ACTION ITEM: Say how many of the lines below hold "static", writing the number and nothing more.
################
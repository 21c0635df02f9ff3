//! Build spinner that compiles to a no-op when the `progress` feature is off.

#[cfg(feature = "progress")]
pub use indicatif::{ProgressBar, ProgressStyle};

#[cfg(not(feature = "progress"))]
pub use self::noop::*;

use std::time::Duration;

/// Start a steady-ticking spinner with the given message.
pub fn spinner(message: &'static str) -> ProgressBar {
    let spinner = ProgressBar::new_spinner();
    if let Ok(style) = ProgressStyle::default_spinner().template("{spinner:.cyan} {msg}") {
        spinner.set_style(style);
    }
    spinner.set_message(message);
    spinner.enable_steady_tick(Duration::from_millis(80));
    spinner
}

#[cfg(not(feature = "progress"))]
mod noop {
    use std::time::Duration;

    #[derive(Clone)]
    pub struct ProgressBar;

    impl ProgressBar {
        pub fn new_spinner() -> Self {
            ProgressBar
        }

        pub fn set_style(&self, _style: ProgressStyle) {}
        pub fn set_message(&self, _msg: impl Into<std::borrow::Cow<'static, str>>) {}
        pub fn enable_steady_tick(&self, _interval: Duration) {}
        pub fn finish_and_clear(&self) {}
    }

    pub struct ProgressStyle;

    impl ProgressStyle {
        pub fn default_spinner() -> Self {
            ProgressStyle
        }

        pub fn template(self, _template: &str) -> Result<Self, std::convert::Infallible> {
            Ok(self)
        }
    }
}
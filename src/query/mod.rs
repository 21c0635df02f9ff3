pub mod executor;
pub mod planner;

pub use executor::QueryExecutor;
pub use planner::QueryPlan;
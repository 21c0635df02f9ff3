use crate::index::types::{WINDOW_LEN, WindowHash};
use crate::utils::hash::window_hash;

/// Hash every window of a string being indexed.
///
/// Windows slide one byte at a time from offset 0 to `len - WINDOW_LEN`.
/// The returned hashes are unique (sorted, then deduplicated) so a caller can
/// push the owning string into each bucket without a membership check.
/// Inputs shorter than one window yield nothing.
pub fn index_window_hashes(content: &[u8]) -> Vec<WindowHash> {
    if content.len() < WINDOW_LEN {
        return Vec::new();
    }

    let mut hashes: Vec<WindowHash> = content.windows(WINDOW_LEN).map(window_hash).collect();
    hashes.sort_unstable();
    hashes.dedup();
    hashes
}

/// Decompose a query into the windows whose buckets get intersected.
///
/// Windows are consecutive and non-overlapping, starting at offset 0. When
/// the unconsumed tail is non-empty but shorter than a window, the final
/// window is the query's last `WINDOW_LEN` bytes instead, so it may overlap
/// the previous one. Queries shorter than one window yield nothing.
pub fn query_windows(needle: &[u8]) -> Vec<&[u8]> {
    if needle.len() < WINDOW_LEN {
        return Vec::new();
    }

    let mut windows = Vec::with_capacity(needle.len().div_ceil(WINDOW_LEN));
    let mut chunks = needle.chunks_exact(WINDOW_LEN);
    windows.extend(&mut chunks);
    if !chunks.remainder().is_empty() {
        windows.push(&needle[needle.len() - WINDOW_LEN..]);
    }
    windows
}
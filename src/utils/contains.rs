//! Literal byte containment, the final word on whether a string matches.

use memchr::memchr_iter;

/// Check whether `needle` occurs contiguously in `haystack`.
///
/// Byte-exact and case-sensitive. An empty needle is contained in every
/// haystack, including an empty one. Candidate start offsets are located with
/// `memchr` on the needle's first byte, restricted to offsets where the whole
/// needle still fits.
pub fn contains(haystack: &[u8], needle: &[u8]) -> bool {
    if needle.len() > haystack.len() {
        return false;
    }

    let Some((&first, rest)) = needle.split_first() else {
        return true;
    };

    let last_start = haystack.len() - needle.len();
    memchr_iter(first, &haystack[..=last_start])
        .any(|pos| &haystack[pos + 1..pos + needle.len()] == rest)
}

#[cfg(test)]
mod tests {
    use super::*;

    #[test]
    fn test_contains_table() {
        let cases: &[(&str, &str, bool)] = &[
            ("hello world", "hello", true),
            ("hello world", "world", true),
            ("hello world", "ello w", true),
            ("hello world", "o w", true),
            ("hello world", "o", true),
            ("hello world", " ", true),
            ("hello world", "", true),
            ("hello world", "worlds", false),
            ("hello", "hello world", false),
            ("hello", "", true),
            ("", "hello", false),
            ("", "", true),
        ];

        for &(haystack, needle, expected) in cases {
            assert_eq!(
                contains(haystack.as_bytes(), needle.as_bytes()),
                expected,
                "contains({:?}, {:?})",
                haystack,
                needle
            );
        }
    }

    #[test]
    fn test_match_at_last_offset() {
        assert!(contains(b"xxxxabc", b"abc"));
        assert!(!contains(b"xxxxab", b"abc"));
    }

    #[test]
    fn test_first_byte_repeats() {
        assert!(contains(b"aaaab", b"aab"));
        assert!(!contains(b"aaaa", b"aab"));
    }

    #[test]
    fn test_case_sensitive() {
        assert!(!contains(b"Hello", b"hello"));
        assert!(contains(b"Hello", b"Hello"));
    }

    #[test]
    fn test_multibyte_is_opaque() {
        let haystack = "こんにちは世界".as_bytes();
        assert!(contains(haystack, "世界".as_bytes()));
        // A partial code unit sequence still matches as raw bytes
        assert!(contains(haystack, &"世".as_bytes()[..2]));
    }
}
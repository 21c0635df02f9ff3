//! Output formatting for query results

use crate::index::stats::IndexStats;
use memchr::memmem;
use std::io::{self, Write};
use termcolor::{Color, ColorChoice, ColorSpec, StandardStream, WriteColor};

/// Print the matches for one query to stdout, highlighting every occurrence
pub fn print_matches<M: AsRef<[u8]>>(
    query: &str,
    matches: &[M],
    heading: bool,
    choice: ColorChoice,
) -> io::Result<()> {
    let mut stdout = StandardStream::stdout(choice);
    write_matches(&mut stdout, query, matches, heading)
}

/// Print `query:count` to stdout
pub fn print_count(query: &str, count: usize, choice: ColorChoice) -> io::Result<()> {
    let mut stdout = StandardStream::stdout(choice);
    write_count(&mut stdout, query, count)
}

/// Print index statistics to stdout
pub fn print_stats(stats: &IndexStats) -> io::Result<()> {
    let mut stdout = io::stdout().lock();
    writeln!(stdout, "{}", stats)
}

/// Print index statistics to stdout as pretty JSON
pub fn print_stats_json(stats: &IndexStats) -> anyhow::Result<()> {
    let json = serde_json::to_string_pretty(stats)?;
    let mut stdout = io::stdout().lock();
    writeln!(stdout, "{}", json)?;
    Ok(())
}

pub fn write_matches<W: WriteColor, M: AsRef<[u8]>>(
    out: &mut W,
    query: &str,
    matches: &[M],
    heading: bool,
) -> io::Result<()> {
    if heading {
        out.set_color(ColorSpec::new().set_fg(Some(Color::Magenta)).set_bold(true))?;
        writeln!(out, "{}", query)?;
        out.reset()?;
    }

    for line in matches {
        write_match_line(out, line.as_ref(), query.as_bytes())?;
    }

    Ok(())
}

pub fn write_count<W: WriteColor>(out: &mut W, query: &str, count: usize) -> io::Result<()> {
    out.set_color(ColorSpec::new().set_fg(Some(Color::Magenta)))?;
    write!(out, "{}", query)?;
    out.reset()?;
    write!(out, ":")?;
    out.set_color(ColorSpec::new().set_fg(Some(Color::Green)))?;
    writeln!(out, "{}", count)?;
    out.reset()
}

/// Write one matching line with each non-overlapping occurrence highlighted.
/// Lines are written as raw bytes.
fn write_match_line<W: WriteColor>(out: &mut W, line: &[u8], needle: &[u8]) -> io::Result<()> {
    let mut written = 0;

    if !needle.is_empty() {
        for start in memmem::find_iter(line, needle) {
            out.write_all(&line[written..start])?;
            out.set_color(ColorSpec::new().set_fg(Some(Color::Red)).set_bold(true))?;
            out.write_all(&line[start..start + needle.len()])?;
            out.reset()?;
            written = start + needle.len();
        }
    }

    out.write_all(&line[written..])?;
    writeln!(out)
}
################
SOLUTION TO THIS TASK: 2